Novel multiplex PCR assays for rapid identification of Salmonella serogroups B, C1, C2, D, E, S. enteritidis, and S. typhimurium

Abstract

Foodborne illnesses caused by Salmonella represent a significant public health problem worldwide. The aim of this study was to establish multiplex PCR (mPCR) for the rapid identification of Salmonella serogroups B, C1, C2, D, and E as well as for the serovars enteritidis and typhimurium. Employing pan-genome analysis and PCR verification, B-rfbJ, C1-9679, C2-pimB, D-rfbJ, E-rfbC, and four genes (SE18636, SE16574, SE2599, and SE13329) were identified as specific target genes for Salmonella serogroups B, C1, C2, D, E, and S. enteritidis, respectively. Thereafter, three novel mPCR assays (one of 3-mPCR and two of 2-mPCR) were successfully developed to identify these bacteria based on the target genes and another S. typhimurium-specific STM4495 gene. The primers targeting C1-9679, C2-pimB, and E-rfbC genes specific to the serogroups C1, C2, and E, respectively, constituted a 3-mPCR, while the other two 2-mPCRs, respectively, consisting primers specific to serogroup D and S. enteritidis (D-rfbJ and SE16574), and serogroup B and S. typhimurium-specific primers (B-rfbJ and STM4495), were also designed. The specificity of each mPCR was further evaluated by using non-target strains. The detection limits of mPCRs were approximately 10³–10⁴ CFU mL⁻¹ in pure culture and 10⁴–10⁵ CFU g⁻¹ in spiked chicken meat. In addition, mPCR assays could correctly detect target Salmonella in food samples.

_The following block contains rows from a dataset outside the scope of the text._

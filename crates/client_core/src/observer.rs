//! Request/response observation hooks for [`crate::LaptopClient`].
//!
//! Observers see every exchange with the laptops backend but cannot influence
//! it; the client's behaviour is identical whichever observer is installed.

use std::fmt;

use reqwest::{Method, StatusCode};
use serde_json::Value;
use tracing::{debug, warn};
use url::Url;

#[derive(Debug, Clone, Copy)]
pub struct OutboundRequest<'a> {
    pub method: &'a Method,
    pub url: &'a Url,
    pub payload: Option<&'a Value>,
}

#[derive(Debug, Clone, Copy)]
pub struct InboundResponse<'a> {
    pub method: &'a Method,
    pub url: &'a Url,
    pub status: StatusCode,
    pub body: &'a str,
}

/// A request that did not produce a success response. `status` and `body`
/// are absent when the server was never reached.
#[derive(Debug, Clone, Copy)]
pub struct FailedRequest<'a> {
    pub method: &'a Method,
    pub url: &'a Url,
    pub payload: Option<&'a Value>,
    pub status: Option<StatusCode>,
    pub body: Option<&'a str>,
    pub error: &'a str,
}

pub trait RequestObserver: Send + Sync {
    fn on_request(&self, request: &OutboundRequest<'_>);
    fn on_response(&self, response: &InboundResponse<'_>);
    fn on_failure(&self, failure: &FailedRequest<'_>);
}

struct Payload<'a>(Option<&'a Value>);

impl fmt::Display for Payload<'_> {
    fn fmt(&self, f: &mut fmt::Formatter<'_>) -> fmt::Result {
        match self.0 {
            Some(payload) => write!(f, "{payload}"),
            None => Ok(()),
        }
    }
}

/// Default observer: structured `tracing` events.
#[derive(Debug, Default, Clone, Copy)]
pub struct TracingObserver;

impl RequestObserver for TracingObserver {
    fn on_request(&self, request: &OutboundRequest<'_>) {
        debug!(
            method = %request.method,
            url = %request.url,
            payload = %Payload(request.payload),
            "laptops api request"
        );
    }

    fn on_response(&self, response: &InboundResponse<'_>) {
        debug!(
            method = %response.method,
            url = %response.url,
            status = response.status.as_u16(),
            body = response.body,
            "laptops api response"
        );
    }

    fn on_failure(&self, failure: &FailedRequest<'_>) {
        warn!(
            method = %failure.method,
            url = %failure.url,
            status = failure.status.map(|status| status.as_u16()),
            body = failure.body.unwrap_or_default(),
            payload = %Payload(failure.payload),
            error = failure.error,
            "laptops api request failed"
        );
    }
}

#[derive(Debug, Default, Clone, Copy)]
pub struct NoopObserver;

impl RequestObserver for NoopObserver {
    fn on_request(&self, _request: &OutboundRequest<'_>) {}

    fn on_response(&self, _response: &InboundResponse<'_>) {}

    fn on_failure(&self, _failure: &FailedRequest<'_>) {}
}
//! What a page action asks of the surrounding navigation.

use crate::router::Route;

#[derive(Debug, Clone, PartialEq, Eq)]
pub enum Outcome {
    Stay,
    Navigate(Route),
    /// The user declined the confirmation prompt.
    Declined,
    /// The page was not ready for the action (still loading or mutating).
    Ignored,
}

impl Outcome {
    pub fn route(&self) -> Option<&Route> {
        match self {
            Self::Navigate(route) => Some(route),
            _ => None,
        }
    }
}

/// Question put to the user before a laptop is deleted.
pub fn confirmation_prompt(name: &str) -> String {
    format!("Are you sure you want to delete \"{name}\"?")
}
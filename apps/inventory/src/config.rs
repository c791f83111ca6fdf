use std::{
    fs, io,
    path::{Path, PathBuf},
};

use client_core::parse_base_url;
use serde::Deserialize;
use thiserror::Error;

const DEFAULT_CONFIG_FILE: &str = "inventory.toml";

#[derive(Debug, Clone, PartialEq, Eq)]
pub struct Settings {
    pub api_base_url: String,
    pub log_filter: String,
    pub notice_ttl_secs: u64,
}

impl Default for Settings {
    fn default() -> Self {
        Self {
            api_base_url: "http://localhost:8080/api".into(),
            log_filter: "info".into(),
            notice_ttl_secs: 3,
        }
    }
}

/// Values given on the command line; they win over every other source.
#[derive(Debug, Clone, Default)]
pub struct Overrides {
    pub config_path: Option<PathBuf>,
    pub api_base_url: Option<String>,
}

#[derive(Debug, Error)]
pub enum ConfigError {
    #[error("failed to read config file '{path}': {source}")]
    Read { path: PathBuf, source: io::Error },
    #[error("invalid config file '{path}': {source}")]
    Parse {
        path: PathBuf,
        source: toml::de::Error,
    },
    #[error("invalid value for {key}: '{value}'")]
    InvalidValue { key: &'static str, value: String },
    #[error(transparent)]
    BaseUrl(#[from] client_core::SetupError),
}

#[derive(Debug, Default, Deserialize)]
#[serde(deny_unknown_fields)]
struct FileSettings {
    api_base_url: Option<String>,
    log_filter: Option<String>,
    notice_ttl_secs: Option<u64>,
}

pub fn load_settings(overrides: &Overrides) -> Result<Settings, ConfigError> {
    load_settings_with(overrides, |key| std::env::var(key).ok())
}

/// Layers defaults, the config file, the environment (read through `env`)
/// and `overrides`, in that order.
pub(crate) fn load_settings_with(
    overrides: &Overrides,
    env: impl Fn(&str) -> Option<String>,
) -> Result<Settings, ConfigError> {
    let mut settings = Settings::default();

    let file_cfg = match &overrides.config_path {
        Some(path) => read_file(path)?,
        None => {
            let path = Path::new(DEFAULT_CONFIG_FILE);
            if path.exists() {
                read_file(path)?
            } else {
                FileSettings::default()
            }
        }
    };
    if let Some(v) = file_cfg.api_base_url {
        settings.api_base_url = v;
    }
    if let Some(v) = file_cfg.log_filter {
        settings.log_filter = v;
    }
    if let Some(v) = file_cfg.notice_ttl_secs {
        settings.notice_ttl_secs = v;
    }

    if let Some(v) = env("LAPTOP_API_BASE_URL") {
        settings.api_base_url = v;
    }
    if let Some(v) = env("APP__API_BASE_URL") {
        settings.api_base_url = v;
    }
    if let Some(v) = env("APP__LOG_FILTER") {
        settings.log_filter = v;
    }
    if let Some(v) = env("APP__NOTICE_TTL_SECS") {
        settings.notice_ttl_secs = v.trim().parse().map_err(|_| ConfigError::InvalidValue {
            key: "APP__NOTICE_TTL_SECS",
            value: v.clone(),
        })?;
    }

    if let Some(v) = &overrides.api_base_url {
        settings.api_base_url = v.clone();
    }

    let url = parse_base_url(&settings.api_base_url)?;
    settings.api_base_url = url.as_str().trim_end_matches('/').to_string();
    Ok(settings)
}

fn read_file(path: &Path) -> Result<FileSettings, ConfigError> {
    let raw = fs::read_to_string(path).map_err(|source| ConfigError::Read {
        path: path.to_path_buf(),
        source,
    })?;
    toml::from_str(&raw).map_err(|source| ConfigError::Parse {
        path: path.to_path_buf(),
        source,
    })
}

#[cfg(test)]
#[path = "tests/config_tests.rs"]
mod tests;
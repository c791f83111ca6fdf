//! Finite-state page model shared by every controller.

use std::time::{Duration, Instant};

use client_core::{ClientError, ErrorKind};
use shared::domain::LaptopId;
use tracing::debug;

#[derive(Debug, Clone, Copy, PartialEq, Eq)]
pub enum Mutation {
    Creating,
    Updating,
    Deleting,
}

#[derive(Debug, Clone, Copy, PartialEq, Eq)]
pub enum Phase {
    Initial,
    Fetching,
    Loaded,
    Failed,
    Mutating(Mutation),
}

/// Error as shown by a page: the failure kind plus its user-facing message.
#[derive(Debug, Clone, PartialEq, Eq)]
pub struct PageError {
    pub kind: ErrorKind,
    pub message: String,
}

impl From<&ClientError> for PageError {
    fn from(err: &ClientError) -> Self {
        Self {
            kind: err.kind(),
            message: err.to_string(),
        }
    }
}

/// `{phase, data, error}` of one page instance.
///
/// Transitions are crate-private; renderers only read.
#[derive(Debug, Clone, PartialEq)]
pub struct PageState<T> {
    phase: Phase,
    data: T,
    error: Option<PageError>,
}

impl<T: Default> Default for PageState<T> {
    fn default() -> Self {
        Self {
            phase: Phase::Initial,
            data: T::default(),
            error: None,
        }
    }
}

impl<T> PageState<T> {
    pub(crate) fn ready(data: T) -> Self {
        Self {
            phase: Phase::Loaded,
            data,
            error: None,
        }
    }

    pub fn phase(&self) -> Phase {
        self.phase
    }

    pub fn data(&self) -> &T {
        &self.data
    }

    pub fn error(&self) -> Option<&PageError> {
        self.error.as_ref()
    }

    pub fn loading(&self) -> bool {
        matches!(self.phase, Phase::Initial | Phase::Fetching)
    }

    pub fn is_mutating(&self) -> bool {
        matches!(self.phase, Phase::Mutating(_))
    }

    pub fn submit_enabled(&self) -> bool {
        self.phase == Phase::Loaded
    }

    pub(crate) fn data_mut(&mut self) -> &mut T {
        &mut self.data
    }

    pub(crate) fn dismiss_error(&mut self) {
        self.error = None;
    }

    pub(crate) fn set_error(&mut self, error: PageError) {
        self.error = Some(error);
    }

    pub(crate) fn reset(&mut self, data: T) {
        self.transition(Phase::Initial);
        self.data = data;
        self.error = None;
    }

    pub(crate) fn begin_fetch(&mut self) {
        self.transition(Phase::Fetching);
        self.error = None;
    }

    pub(crate) fn loaded(&mut self, data: T) {
        self.transition(Phase::Loaded);
        self.data = data;
        self.error = None;
    }

    pub(crate) fn failed(&mut self, err: &ClientError) {
        self.transition(Phase::Failed);
        self.error = Some(err.into());
    }

    pub(crate) fn begin_mutation(&mut self, mutation: Mutation) -> bool {
        if self.phase != Phase::Loaded {
            debug!(phase = ?self.phase, ?mutation, "mutation ignored");
            return false;
        }
        self.transition(Phase::Mutating(mutation));
        self.error = None;
        true
    }

    pub(crate) fn mutation_succeeded(&mut self) {
        self.transition(Phase::Loaded);
    }

    pub(crate) fn mutation_failed(&mut self, err: &ClientError) {
        self.transition(Phase::Loaded);
        self.error = Some(err.into());
    }

    fn transition(&mut self, next: Phase) {
        if self.phase != next {
            debug!(from = ?self.phase, to = ?next, "page transition");
        }
        self.phase = next;
    }
}

/// Identifies one fetch of a single laptop; only the most recently issued
/// ticket of a page may apply its result.
#[derive(Debug, Clone, PartialEq, Eq)]
pub struct FetchTicket {
    seq: u64,
    id: LaptopId,
}

impl FetchTicket {
    pub fn id(&self) -> &LaptopId {
        &self.id
    }
}

#[derive(Debug, Default)]
pub(crate) struct Tickets {
    latest: u64,
}

impl Tickets {
    pub(crate) fn issue(&mut self, id: LaptopId) -> FetchTicket {
        self.latest += 1;
        FetchTicket {
            seq: self.latest,
            id,
        }
    }

    pub(crate) fn is_current(&self, ticket: &FetchTicket) -> bool {
        if ticket.seq == self.latest {
            return true;
        }
        debug!(
            id = %ticket.id,
            seq = ticket.seq,
            latest = self.latest,
            "discarding stale laptop response"
        );
        false
    }
}

/// Short-lived confirmation message, e.g. after a delete.
#[derive(Debug, Clone, PartialEq, Eq)]
pub struct Notice {
    message: String,
    shown_at: Instant,
    ttl: Duration,
}

impl Notice {
    pub(crate) fn new(message: impl Into<String>, ttl: Duration) -> Self {
        Self::shown_at(message, Instant::now(), ttl)
    }

    pub(crate) fn shown_at(message: impl Into<String>, shown_at: Instant, ttl: Duration) -> Self {
        Self {
            message: message.into(),
            shown_at,
            ttl,
        }
    }

    pub fn message(&self) -> &str {
        &self.message
    }

    pub fn is_visible_at(&self, now: Instant) -> bool {
        now.saturating_duration_since(self.shown_at) < self.ttl
    }
}
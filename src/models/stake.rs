use chrono::{DateTime, Utc};
use rust_decimal::Decimal;
use serde::{Deserialize, Serialize};

/// One wallet's position in a pool. Immutable once recorded.
#[derive(Debug, Clone, PartialEq, Eq, Serialize, Deserialize)]
pub struct Stake {
    pub wallet_address: String,
    pub amount: Decimal,
    pub joined_at: DateTime<Utc>,
}

impl Stake {
    pub fn new(wallet_address: impl Into<String>, amount: Decimal) -> Self {
        Self::at(wallet_address, amount, Utc::now())
    }

    pub fn at(wallet_address: impl Into<String>, amount: Decimal, joined_at: DateTime<Utc>) -> Self {
        Self {
            wallet_address: wallet_address.into(),
            amount,
            joined_at,
        }
    }
}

These results suggest that specific targets could be mined efficiently through a pan-genome analysis tool, and the novel mPCR assays developed in this study offer a promising technique for rapid and accurate detection of five serogroups of Salmonella (B, C1, C2, D, and E) and two serovars (S. enteritidis and S. typhimurium).